Activity
Copy exactly the lines of the data below that run from the line holding "fn endpoint(&self, path: &str)" through the line holding "if response.status() == reqwest::StatusCode::TOO_MANY_REQUESTS", both ends included.

BEGIN

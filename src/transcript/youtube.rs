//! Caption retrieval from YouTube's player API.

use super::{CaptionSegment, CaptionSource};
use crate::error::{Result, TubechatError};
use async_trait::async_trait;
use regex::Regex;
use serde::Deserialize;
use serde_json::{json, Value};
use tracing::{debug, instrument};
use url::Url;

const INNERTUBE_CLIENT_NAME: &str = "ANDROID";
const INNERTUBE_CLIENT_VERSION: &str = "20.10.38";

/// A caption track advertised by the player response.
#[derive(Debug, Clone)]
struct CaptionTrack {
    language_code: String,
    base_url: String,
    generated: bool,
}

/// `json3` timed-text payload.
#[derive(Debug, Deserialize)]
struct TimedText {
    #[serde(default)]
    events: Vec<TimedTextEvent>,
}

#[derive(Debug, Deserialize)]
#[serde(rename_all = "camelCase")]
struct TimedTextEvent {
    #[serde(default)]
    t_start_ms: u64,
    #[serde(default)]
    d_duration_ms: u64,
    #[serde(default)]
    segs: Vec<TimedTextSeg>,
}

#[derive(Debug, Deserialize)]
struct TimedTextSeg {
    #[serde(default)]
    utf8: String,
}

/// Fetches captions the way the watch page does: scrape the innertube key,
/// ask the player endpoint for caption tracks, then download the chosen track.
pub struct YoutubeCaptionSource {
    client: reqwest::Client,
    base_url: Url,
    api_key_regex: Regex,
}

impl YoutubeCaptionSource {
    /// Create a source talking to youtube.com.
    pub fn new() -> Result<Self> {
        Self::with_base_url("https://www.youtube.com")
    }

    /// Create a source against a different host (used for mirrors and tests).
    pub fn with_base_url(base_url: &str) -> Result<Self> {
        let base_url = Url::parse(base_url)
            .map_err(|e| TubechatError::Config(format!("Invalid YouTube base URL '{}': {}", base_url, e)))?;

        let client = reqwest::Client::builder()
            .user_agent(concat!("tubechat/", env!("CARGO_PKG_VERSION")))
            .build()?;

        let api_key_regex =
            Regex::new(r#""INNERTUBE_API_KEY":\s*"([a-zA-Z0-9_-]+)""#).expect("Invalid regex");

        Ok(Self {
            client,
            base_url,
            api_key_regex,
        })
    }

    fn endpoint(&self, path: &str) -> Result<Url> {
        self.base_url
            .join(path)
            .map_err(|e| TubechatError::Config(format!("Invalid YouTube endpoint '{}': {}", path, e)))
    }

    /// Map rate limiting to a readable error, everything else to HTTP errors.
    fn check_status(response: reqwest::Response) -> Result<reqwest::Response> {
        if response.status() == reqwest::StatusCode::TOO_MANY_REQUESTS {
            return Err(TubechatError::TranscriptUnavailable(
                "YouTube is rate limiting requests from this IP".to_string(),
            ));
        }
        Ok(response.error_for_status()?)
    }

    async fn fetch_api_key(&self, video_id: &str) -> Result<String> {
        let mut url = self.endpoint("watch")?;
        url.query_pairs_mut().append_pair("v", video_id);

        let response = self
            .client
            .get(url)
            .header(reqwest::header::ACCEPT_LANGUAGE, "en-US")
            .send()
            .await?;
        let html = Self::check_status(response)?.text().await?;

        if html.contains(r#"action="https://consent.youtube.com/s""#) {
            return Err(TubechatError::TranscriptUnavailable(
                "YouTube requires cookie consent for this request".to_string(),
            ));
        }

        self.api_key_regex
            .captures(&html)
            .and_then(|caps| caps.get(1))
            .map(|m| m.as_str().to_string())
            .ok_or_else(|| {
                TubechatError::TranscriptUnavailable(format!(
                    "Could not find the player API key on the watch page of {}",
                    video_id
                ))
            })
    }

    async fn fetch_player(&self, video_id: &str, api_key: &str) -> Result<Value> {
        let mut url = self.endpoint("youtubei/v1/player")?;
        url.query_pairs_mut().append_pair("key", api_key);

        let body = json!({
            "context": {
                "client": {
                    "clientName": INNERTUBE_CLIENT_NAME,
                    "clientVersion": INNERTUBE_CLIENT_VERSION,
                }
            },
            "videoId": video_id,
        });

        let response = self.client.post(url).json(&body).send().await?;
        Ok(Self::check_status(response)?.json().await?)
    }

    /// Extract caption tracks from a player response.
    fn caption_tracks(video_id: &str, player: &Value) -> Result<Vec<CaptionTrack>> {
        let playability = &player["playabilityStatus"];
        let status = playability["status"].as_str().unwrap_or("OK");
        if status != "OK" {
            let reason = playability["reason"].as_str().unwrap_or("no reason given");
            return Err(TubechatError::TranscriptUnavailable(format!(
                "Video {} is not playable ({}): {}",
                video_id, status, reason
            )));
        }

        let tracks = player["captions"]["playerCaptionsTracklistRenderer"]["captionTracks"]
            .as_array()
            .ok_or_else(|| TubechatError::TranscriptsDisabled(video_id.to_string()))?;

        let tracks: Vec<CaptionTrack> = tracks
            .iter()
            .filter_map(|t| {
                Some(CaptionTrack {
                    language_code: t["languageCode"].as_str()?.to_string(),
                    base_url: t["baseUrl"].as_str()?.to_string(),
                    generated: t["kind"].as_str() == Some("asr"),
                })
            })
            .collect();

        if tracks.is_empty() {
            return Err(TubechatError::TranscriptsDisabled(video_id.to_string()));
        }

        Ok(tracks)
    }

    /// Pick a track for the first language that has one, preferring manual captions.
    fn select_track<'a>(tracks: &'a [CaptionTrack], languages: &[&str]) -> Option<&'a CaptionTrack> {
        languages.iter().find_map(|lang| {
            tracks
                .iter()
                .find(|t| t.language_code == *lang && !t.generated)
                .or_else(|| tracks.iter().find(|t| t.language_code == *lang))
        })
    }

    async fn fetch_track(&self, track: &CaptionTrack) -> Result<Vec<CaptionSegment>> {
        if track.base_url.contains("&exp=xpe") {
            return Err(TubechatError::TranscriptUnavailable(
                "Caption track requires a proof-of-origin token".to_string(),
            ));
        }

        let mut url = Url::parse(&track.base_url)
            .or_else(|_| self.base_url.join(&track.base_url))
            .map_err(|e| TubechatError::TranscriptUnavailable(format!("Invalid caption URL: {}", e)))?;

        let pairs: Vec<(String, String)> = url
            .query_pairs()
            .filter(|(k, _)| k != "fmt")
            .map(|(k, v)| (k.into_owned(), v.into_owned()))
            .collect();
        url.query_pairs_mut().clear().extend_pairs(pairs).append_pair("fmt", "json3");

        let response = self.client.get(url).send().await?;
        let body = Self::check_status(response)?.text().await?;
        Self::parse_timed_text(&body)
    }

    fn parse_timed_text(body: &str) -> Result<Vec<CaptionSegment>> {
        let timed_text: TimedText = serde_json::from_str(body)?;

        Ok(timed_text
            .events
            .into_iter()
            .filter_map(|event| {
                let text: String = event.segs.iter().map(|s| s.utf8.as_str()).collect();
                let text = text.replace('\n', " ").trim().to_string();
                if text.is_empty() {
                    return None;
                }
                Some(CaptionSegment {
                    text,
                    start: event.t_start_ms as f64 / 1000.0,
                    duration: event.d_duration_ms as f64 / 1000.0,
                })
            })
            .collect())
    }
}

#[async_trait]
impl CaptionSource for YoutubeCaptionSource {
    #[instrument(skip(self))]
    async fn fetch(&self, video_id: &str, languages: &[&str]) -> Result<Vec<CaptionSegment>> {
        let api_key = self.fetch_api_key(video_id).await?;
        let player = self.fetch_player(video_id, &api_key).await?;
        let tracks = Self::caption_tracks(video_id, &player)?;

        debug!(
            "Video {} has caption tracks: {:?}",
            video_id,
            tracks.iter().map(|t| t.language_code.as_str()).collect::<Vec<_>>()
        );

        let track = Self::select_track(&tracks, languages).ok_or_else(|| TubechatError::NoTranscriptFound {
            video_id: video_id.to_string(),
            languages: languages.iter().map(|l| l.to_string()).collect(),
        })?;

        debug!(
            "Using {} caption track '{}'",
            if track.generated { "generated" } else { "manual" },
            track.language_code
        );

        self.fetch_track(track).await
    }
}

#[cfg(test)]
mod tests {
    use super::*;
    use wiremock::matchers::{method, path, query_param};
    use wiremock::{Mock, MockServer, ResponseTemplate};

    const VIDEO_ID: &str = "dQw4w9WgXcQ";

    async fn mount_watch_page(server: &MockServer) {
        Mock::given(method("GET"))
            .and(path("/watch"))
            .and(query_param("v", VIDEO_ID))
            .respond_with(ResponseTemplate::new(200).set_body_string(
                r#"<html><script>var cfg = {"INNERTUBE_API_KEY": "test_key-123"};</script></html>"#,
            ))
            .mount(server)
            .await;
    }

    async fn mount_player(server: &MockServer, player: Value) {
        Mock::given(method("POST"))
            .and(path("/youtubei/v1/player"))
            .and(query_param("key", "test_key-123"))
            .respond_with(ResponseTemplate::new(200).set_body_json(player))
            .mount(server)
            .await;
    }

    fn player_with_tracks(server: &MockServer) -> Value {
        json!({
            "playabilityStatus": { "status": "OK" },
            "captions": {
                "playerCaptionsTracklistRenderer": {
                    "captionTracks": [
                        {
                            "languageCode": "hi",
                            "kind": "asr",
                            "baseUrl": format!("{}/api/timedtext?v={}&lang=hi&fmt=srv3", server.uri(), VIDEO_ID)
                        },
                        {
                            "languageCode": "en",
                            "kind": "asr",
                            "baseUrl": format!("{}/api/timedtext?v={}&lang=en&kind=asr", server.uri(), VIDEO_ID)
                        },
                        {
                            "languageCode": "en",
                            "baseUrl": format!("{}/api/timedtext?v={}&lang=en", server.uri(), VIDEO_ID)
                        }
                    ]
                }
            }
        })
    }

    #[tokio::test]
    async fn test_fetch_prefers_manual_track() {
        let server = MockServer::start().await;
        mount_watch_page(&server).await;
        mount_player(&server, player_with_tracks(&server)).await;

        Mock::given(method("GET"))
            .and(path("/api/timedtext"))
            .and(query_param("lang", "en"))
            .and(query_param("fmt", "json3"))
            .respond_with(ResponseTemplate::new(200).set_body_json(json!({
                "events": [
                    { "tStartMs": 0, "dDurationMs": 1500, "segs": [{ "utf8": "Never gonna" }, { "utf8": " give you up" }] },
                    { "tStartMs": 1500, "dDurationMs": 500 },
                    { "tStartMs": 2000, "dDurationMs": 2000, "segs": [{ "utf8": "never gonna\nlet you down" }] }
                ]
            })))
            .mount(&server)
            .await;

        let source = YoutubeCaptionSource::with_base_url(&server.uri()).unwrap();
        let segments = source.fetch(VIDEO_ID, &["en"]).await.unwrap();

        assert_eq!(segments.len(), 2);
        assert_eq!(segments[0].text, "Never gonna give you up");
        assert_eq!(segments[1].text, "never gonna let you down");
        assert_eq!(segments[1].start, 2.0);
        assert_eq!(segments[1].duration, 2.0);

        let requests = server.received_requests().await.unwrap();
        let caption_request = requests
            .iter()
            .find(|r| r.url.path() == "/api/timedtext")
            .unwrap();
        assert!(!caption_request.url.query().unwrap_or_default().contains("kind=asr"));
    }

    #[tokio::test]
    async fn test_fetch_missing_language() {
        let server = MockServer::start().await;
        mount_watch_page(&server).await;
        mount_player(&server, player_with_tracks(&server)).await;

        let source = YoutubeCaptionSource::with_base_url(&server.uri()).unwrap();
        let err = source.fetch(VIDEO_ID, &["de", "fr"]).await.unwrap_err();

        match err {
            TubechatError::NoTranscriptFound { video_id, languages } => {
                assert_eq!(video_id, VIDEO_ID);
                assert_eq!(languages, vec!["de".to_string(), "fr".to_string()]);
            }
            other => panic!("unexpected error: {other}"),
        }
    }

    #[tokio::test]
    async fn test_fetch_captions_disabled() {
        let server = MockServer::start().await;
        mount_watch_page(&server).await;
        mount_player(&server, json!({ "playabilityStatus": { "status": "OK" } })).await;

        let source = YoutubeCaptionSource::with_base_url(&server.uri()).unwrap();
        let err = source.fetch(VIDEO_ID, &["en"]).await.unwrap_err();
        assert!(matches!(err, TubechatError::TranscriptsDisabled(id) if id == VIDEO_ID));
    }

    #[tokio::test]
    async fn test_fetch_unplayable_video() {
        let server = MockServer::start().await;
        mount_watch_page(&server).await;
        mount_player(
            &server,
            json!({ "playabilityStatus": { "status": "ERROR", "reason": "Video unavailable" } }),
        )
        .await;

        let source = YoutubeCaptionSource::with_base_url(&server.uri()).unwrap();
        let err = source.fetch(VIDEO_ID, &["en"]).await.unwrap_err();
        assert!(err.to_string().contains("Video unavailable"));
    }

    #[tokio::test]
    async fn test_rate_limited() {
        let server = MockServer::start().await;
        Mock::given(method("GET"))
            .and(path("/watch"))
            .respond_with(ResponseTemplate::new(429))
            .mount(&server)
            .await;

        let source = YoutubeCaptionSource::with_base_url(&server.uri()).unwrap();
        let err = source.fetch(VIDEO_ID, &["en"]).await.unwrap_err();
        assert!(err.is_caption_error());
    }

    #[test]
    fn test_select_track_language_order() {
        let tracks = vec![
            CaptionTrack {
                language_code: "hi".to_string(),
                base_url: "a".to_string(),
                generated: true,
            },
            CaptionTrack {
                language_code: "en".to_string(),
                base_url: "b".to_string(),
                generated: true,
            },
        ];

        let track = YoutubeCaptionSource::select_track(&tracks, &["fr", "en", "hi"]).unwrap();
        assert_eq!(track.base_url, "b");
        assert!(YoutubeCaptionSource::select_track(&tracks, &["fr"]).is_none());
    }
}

END

Result for this task
    fn endpoint(&self, path: &str) -> Result<Url> {
        self.base_url
            .join(path)
            .map_err(|e| TubechatError::Config(format!("Invalid YouTube endpoint '{}': {}", path, e)))
    }

    /// Map rate limiting to a readable error, everything else to HTTP errors.
    fn check_status(response: reqwest::Response) -> Result<reqwest::Response> {
        if response.status() == reqwest::StatusCode::TOO_MANY_REQUESTS {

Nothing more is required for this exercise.